(Given records begins)

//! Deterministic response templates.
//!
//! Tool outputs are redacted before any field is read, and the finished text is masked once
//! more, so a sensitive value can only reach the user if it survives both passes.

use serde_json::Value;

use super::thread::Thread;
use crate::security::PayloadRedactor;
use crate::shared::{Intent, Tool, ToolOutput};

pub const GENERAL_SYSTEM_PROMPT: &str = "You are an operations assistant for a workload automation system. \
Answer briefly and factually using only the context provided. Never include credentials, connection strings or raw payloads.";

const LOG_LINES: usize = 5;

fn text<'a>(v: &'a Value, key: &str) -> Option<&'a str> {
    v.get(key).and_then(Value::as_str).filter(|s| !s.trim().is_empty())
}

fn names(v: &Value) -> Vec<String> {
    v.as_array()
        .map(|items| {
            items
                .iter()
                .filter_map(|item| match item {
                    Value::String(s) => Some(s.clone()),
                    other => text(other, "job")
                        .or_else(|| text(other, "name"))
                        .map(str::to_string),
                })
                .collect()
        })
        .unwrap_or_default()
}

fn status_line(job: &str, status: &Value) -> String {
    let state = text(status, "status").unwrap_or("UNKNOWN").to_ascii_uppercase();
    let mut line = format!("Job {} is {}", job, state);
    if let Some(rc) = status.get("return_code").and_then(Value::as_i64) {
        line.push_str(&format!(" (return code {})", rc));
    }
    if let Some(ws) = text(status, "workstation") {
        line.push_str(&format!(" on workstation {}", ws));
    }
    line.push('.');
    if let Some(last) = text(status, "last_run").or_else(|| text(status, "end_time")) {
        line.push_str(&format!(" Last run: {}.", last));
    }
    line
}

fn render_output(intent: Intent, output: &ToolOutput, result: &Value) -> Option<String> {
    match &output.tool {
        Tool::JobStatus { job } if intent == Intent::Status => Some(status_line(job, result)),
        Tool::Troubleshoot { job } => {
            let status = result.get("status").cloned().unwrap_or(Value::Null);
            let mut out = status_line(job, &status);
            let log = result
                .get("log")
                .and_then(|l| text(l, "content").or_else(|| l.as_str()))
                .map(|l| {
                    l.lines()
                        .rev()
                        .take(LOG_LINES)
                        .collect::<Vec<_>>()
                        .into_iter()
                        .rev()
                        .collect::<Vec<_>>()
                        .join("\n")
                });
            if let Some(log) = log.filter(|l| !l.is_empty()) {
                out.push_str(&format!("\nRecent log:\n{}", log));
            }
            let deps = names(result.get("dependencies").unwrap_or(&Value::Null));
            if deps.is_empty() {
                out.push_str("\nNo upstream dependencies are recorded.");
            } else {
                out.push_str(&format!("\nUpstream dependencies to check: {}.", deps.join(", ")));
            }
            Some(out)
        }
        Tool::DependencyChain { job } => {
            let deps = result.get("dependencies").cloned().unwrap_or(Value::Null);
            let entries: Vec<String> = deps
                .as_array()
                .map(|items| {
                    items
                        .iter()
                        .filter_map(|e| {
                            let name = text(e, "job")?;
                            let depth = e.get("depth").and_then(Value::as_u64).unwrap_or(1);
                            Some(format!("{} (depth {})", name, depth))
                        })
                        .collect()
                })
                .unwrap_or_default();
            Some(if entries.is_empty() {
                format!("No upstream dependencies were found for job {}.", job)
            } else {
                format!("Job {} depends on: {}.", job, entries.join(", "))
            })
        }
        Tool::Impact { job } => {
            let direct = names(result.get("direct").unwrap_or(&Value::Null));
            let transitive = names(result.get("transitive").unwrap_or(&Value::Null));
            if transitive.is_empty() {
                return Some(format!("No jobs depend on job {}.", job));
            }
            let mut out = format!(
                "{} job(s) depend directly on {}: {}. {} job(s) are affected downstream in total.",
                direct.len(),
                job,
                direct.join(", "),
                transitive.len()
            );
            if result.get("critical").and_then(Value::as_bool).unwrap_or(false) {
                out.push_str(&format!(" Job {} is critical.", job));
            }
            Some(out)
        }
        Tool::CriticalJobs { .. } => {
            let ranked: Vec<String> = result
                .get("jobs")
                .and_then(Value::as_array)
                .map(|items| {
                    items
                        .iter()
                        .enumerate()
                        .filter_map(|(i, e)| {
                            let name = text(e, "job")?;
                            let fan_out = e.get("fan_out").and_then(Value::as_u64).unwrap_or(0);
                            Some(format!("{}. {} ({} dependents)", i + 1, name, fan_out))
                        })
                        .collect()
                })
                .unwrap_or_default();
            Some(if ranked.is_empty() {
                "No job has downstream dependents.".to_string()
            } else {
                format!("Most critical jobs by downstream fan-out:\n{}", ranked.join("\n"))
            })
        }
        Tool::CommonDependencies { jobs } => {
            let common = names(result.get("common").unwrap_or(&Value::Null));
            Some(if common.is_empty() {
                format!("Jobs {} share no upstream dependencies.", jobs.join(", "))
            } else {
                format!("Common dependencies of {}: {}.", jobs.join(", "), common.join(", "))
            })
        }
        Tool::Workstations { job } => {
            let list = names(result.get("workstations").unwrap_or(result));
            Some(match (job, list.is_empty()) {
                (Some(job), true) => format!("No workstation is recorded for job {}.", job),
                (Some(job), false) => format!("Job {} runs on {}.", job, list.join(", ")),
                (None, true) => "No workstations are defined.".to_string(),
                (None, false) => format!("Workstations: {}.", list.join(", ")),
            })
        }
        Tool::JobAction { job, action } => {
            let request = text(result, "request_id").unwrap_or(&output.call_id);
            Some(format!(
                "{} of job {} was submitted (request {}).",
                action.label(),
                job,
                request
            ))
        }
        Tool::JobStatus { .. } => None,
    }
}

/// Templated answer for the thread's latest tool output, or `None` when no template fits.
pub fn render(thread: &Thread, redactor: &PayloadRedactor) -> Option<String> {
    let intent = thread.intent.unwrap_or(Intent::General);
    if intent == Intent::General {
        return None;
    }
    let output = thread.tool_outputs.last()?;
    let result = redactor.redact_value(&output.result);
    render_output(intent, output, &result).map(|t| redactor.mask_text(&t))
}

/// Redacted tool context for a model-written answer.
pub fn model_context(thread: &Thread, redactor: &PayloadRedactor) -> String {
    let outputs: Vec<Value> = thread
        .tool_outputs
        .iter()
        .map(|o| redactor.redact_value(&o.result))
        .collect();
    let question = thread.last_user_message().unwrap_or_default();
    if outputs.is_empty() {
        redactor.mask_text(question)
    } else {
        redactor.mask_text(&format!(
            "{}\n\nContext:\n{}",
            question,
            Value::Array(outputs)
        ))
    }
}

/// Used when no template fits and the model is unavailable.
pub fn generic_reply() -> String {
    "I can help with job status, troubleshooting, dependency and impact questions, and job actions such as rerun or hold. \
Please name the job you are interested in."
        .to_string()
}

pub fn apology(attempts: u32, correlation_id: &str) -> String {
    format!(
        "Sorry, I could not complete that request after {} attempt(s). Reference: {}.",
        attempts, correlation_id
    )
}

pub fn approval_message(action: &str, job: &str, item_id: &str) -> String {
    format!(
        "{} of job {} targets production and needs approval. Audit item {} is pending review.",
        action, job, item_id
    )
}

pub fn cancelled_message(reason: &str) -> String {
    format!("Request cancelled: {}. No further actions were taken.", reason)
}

(Given records ends)
(Given records begins)

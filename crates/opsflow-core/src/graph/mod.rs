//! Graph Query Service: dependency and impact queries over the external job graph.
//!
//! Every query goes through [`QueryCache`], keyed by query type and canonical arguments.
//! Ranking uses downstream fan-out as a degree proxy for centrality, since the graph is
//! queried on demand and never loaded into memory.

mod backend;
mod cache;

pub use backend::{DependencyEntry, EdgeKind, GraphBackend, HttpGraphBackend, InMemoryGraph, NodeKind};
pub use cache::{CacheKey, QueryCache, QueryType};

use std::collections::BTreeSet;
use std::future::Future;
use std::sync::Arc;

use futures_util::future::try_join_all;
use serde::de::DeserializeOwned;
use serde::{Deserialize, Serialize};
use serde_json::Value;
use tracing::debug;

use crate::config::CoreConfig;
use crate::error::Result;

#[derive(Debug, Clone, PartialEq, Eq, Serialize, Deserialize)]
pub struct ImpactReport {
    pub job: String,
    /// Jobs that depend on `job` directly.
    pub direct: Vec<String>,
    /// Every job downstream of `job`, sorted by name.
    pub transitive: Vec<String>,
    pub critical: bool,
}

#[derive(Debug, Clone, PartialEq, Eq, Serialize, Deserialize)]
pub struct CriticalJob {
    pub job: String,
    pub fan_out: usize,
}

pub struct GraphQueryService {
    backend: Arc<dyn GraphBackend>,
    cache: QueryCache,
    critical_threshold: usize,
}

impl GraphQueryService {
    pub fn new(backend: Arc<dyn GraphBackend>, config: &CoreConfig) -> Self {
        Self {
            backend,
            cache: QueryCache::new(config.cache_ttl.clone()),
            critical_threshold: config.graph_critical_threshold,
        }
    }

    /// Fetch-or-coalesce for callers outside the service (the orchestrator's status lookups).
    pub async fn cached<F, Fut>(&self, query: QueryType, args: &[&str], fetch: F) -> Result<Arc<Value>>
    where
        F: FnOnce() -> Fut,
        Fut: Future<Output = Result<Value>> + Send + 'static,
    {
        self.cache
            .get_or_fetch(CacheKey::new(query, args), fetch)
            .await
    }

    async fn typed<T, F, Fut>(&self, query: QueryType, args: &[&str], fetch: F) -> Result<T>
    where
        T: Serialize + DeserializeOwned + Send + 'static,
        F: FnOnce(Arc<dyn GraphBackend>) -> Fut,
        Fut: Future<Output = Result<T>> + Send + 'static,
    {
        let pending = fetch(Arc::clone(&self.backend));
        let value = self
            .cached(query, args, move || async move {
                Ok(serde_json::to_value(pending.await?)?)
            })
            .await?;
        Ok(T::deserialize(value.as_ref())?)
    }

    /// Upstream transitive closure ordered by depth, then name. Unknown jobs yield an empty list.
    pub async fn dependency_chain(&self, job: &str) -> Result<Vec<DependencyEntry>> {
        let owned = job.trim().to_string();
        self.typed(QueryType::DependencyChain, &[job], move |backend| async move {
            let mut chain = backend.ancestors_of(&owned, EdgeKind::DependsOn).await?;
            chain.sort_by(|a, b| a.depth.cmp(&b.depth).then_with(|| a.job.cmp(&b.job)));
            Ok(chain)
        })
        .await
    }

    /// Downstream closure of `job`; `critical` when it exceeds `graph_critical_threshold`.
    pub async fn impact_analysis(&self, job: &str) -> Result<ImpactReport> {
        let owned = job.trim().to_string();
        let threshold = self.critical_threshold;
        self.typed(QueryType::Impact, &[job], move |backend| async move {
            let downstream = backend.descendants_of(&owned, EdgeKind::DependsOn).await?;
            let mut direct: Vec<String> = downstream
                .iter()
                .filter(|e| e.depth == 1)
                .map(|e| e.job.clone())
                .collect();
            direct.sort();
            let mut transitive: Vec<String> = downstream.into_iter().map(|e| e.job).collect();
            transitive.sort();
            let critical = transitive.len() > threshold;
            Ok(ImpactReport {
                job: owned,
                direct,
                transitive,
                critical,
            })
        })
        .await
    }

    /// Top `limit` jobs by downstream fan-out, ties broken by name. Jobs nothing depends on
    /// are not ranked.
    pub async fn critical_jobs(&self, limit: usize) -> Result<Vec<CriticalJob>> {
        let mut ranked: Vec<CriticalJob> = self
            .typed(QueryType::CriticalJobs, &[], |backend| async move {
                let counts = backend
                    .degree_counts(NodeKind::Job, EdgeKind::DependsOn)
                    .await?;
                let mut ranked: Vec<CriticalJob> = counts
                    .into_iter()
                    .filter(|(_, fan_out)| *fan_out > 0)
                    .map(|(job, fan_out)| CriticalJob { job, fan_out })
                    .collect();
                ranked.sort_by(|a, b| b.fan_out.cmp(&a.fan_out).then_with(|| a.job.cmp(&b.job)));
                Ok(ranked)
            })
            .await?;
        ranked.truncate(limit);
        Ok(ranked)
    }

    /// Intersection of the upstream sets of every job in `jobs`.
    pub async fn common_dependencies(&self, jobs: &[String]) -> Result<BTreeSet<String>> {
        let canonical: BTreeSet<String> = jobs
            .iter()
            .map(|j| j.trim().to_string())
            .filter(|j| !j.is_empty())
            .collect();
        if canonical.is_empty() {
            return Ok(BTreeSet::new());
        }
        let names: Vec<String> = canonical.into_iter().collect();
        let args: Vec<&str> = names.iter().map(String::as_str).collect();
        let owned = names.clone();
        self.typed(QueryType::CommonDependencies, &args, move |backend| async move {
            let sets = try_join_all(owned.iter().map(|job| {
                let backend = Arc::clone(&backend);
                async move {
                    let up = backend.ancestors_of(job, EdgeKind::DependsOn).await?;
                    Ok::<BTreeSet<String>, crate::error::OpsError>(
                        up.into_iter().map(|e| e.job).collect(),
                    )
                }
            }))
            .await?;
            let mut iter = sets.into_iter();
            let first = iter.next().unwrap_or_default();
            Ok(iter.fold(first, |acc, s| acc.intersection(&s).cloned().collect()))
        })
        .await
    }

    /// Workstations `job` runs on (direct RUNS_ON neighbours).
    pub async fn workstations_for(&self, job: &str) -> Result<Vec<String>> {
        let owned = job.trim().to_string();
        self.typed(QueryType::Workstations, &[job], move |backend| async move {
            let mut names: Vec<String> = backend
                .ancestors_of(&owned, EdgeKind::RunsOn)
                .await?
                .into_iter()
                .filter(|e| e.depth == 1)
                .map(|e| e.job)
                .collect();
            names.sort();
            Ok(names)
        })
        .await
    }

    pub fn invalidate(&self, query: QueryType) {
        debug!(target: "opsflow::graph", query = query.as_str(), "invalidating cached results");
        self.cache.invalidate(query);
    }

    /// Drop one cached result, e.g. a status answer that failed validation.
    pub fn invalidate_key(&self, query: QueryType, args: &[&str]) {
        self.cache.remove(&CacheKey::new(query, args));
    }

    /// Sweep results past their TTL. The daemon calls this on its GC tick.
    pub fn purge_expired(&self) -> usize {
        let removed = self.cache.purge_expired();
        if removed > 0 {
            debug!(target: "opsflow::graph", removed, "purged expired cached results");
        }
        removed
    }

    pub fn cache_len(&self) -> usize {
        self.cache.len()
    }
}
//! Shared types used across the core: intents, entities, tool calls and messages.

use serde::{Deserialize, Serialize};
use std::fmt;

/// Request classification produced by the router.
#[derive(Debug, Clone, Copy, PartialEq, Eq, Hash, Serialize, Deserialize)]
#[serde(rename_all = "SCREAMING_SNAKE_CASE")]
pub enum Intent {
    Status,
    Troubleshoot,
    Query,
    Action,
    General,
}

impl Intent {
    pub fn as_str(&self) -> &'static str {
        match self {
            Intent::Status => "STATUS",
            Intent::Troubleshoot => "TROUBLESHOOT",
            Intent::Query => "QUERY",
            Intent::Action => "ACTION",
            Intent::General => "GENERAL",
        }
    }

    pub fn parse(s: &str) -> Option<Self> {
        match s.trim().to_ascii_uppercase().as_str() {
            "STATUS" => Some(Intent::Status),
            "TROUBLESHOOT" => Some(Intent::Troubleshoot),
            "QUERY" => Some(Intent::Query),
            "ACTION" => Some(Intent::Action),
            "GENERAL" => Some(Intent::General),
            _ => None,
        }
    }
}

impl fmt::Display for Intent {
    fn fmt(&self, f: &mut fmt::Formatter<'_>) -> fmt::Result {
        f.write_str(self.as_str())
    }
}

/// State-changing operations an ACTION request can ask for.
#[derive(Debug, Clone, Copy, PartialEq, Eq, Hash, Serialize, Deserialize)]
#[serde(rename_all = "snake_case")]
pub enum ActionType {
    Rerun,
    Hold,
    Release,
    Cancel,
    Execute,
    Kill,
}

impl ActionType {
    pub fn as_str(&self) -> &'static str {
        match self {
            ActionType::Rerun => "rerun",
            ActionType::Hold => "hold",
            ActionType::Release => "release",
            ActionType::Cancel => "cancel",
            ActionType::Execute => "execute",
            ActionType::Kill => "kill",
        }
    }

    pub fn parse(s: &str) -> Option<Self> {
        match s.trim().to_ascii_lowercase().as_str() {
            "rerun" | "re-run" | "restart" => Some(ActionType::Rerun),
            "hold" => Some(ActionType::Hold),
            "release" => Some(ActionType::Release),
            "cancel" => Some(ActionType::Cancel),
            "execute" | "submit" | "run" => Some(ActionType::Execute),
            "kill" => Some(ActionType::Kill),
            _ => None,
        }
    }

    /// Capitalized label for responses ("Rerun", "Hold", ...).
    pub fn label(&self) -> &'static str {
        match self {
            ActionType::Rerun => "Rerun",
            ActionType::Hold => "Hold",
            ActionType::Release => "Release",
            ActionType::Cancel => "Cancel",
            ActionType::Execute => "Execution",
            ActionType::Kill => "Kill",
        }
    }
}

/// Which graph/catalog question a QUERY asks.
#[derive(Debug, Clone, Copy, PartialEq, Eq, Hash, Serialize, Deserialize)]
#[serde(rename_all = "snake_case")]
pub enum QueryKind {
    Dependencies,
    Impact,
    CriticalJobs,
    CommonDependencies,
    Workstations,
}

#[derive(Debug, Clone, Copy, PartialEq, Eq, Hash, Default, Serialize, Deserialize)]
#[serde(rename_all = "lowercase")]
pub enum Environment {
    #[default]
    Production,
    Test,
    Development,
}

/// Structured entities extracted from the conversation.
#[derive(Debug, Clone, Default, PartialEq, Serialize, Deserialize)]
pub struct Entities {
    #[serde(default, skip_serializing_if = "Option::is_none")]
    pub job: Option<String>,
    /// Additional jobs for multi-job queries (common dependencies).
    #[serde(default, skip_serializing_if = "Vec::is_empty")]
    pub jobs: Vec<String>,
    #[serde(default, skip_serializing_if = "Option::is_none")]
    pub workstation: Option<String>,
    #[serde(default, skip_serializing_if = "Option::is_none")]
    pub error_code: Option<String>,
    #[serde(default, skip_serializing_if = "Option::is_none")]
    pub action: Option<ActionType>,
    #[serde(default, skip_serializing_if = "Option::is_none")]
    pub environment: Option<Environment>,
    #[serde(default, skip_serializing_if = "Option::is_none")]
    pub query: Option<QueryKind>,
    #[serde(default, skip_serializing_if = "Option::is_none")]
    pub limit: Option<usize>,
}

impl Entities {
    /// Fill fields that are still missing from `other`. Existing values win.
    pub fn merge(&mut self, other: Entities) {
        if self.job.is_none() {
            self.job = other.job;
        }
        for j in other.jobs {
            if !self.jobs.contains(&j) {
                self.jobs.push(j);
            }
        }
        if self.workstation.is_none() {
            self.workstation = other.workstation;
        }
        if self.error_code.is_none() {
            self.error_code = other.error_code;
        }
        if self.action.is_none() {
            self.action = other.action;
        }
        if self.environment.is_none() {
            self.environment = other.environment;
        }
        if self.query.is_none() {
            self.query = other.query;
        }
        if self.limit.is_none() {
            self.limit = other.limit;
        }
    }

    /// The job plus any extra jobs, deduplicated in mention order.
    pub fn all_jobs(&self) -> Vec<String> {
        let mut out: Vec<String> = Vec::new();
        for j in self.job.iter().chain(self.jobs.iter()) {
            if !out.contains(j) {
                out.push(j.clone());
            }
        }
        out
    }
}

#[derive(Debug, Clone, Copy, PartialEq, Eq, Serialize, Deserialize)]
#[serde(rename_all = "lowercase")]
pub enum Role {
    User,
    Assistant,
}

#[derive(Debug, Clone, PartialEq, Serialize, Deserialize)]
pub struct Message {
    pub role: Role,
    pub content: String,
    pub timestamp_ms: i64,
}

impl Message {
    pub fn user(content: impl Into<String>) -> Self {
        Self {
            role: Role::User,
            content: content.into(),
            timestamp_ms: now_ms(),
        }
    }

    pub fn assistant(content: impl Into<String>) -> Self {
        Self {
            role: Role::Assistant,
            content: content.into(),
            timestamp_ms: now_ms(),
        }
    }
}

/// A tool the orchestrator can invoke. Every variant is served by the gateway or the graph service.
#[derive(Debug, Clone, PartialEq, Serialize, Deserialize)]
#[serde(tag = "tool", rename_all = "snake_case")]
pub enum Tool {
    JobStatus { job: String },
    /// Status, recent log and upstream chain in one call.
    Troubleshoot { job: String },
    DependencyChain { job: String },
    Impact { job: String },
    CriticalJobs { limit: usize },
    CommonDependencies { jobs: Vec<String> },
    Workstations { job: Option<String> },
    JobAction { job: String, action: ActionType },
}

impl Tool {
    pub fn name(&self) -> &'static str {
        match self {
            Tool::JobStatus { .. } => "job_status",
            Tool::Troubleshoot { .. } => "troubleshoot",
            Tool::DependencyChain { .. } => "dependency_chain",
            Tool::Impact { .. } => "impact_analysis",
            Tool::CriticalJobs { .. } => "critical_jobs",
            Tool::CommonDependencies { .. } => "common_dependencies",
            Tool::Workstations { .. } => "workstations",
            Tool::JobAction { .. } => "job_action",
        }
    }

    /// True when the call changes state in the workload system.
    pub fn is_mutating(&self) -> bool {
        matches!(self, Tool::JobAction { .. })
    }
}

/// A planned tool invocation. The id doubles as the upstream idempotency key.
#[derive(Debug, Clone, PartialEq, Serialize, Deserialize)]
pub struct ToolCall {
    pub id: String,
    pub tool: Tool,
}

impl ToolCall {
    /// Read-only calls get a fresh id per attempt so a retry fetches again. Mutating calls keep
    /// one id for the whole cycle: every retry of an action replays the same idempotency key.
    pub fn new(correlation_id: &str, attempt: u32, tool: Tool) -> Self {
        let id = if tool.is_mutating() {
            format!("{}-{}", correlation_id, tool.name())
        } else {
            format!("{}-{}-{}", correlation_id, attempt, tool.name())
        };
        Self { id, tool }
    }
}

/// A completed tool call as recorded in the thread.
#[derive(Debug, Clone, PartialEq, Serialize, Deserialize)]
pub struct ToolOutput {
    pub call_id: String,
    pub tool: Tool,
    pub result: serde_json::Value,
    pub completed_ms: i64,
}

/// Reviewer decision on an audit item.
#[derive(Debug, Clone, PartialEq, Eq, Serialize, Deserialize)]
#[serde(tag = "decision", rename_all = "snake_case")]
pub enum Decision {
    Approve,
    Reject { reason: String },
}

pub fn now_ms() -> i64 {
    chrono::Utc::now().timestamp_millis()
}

(Given records ends)

*Task to carry out*:
Return, in full, every line of these entries that holds "Role".

*Written solution*:
pub enum Role {
    pub role: Role,
            role: Role::User,
            role: Role::Assistant,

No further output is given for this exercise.